Starting point is 00:27:11 We're going to kind of map out. They're essentially like building a map of their industry. They're both in the, at the very early stages, Rockefeller, the early stage of the oil industry. John Mackey is the very early stage of the natural food industry. And it's important to know all these ideas are related to each other. Think about it. He realizes, oh, I'm at a giant competitive advantage, disadvantage rather, because he's doing all this reading. Then he realized, okay, how do I solve this problem? Then he realized, oh, I should build relationships with the peers
Starting point is 00:27:37 and competitors. And some of them are going to turn into allies. And he's going to acquire a bunch of these companies in my industry. And then he continues to get ideas because it's all tied to this fact that he's a voracious reader and a voracious learner. So he gets an idea from an industry trade journal that actually helps him expand his mission. So there was a trade magazine called Natural Food Merchandiser, and he reads this story about a company in Los Angeles. It's a natural food store named Mrs. Gooch's. I won't bury the lead. All these people he's about to name, he's going to build a network with them. He winds up acquiring almost every single one.

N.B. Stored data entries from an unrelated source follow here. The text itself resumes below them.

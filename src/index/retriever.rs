use super::{store::IndexerStore, CidRetriever, CidsForFetching, Gap, IndexError};
use crate::{
    chain::{ChainType, Height},
    filter::SubscriptionFilter,
};
use std::{collections::HashSet, sync::Arc};
use tracing::{debug, trace};

/// Answers subscription filters from the indexed filter columns. The row
/// selection applies the same predicates as the in-memory filterer, only to
/// index rows instead of decoded objects.
#[derive(Debug, Clone)]
pub struct BlockRetriever {
    chain: ChainType,
    store: Arc<IndexerStore>,
    backfill_from_genesis: bool,
}

impl BlockRetriever {
    pub fn new(chain: ChainType, store: Arc<IndexerStore>, backfill_from_genesis: bool) -> Self {
        Self {
            chain,
            store,
            backfill_from_genesis,
        }
    }
}

impl CidRetriever for BlockRetriever {
    fn retrieve(
        &self,
        filter: &SubscriptionFilter,
        height: Height,
    ) -> Result<(CidsForFetching, bool), IndexError> {
        filter.validate(self.chain)?;
        let mut cids = CidsForFetching::empty(height);
        if !filter.in_range(height) {
            return Ok((cids, true));
        }

        let headers = self.store.headers_at(height)?;
        trace!("Retrieving from {} headers at height {height}", headers.len());
        for header in headers {
            if !filter.header.off && filter.header.uncles {
                cids.uncles.extend(self.store.uncles_of(&header)?);
            }

            let mut selected_txs = HashSet::new();
            if !filter.txs.off {
                for tx in self.store.transactions_of(&header)? {
                    if filter.txs.matches(self.chain, &tx.src, &tx.dst) {
                        selected_txs.insert(tx.hash.to_lowercase());
                        cids.transactions.push(tx);
                    }
                }
            }

            if !filter.receipts.off {
                cids.receipts
                    .extend(self.store.receipts_of(&header)?.into_iter().filter(|rct| {
                        filter.receipts.matches(
                            &rct.tx_hash,
                            &rct.contract,
                            &rct.log_contracts,
                            &rct.topics,
                            &selected_txs,
                        )
                    }));
            }

            if !filter.state.off {
                let keys = filter.state.keys();
                cids.state_nodes.extend(
                    self.store
                        .state_nodes_of(&header)?
                        .into_iter()
                        .filter(|node| filter.state.matches(&keys, &node.key, node.leaf)),
                );
            }

            if !filter.storage.off {
                let state_keys = filter.storage.state_keys();
                cids.storage_nodes
                    .extend(self.store.storage_nodes_of(&header)?.into_iter().filter(|node| {
                        filter
                            .storage
                            .matches(&state_keys, &node.state_key, &node.key, node.leaf)
                    }));
            }

            if !filter.header.off {
                cids.headers.push(header);
            }
        }

        let empty = cids.is_empty();
        Ok((cids, empty))
    }

    fn retrieve_first_block_number(&self) -> Result<Option<Height>, IndexError> {
        self.store.first_height()
    }

    fn retrieve_last_block_number(&self) -> Result<Option<Height>, IndexError> {
        self.store.last_height()
    }

    fn retrieve_gaps_in_data(&self) -> Result<Vec<Gap>, IndexError> {
        let gaps = self.store.gaps(self.backfill_from_genesis)?;
        debug!("Found {} gaps in indexed data", gaps.len());
        Ok(gaps)
    }
}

Starting point is 00:28:11 He was, there was not another John Mackey in his industry. There was only one. He was much more ambitious and organized. And then he was just a conqueror. He had the conqueror spirit. It's funny, as I was reading the book the first time, I also gave out a copy to a friend of mine and he read the book and loved it as well. And I was like, how many times am I going to have to learn? How am I still making the same mistake over and over again? And so we were having this conversation. It's just like, this guy gets
Starting point is 00:28:40 involved at the very beginning of his industry, right? Then he's going to build the company that is the industry leader, almost like categorically, define the category he operates in. Why was I surprised going into the book? And then my surprise is obviously alleviated by the end of the book. Why was I surprised that of course he was a conqueror? Every single person that's going to start at the beginning of an industry and then build the category, the industry, divine and company is the same way. They all have this ruthless competitive drive that is not matched by their other peers in the industry. So back to where we are in the story, he's reading this industry trade journal, this industry magazine, and he hears about Mrs. Gooch's, which he's eventually going to acquire many years in the future. And
Starting point is 00:29:25 he says, I read the story so many times that the pages were tattered. And so this is what he learned from the story. Unlike most natural food stores at the time, it sold meat. And so when he first started Saferway, he wasn't selling meat. It was all vegetarian. Unlike most natural food stores at the time, it sold meat, poultry, and seafood alongside the kind of products we sold at Safeway. The idealist in me was proud of our strictly vegetarian ethos, but the entrepreneur in me saw a massive opportunity. Imagine if customers were able to do their entire grocery shopping for the week without having to set foot in a conventional supermarket. Mrs. Gooch's was doing a staggering $100,000 a week in sales in contrast to our $8,000 to $10,000 a week. So he had attacked this tiny part of the market because what's happened, you're going to shop at Saferway, but then you have to go to a normal grocery store
Starting point is 00:30:19 to finish everything, to round out everything else that you're going to eat. By following Mrs. Gooch's example, he's like, oh, wait, I am underperforming 10x. And because of all the experience he's getting and all the reading he's doing, he's like, I can't stay in this little tiny segment of the market. Why? Because our conclusions seemed inescapable. Size mattered in the retail business. And so this is when he switched in his mind.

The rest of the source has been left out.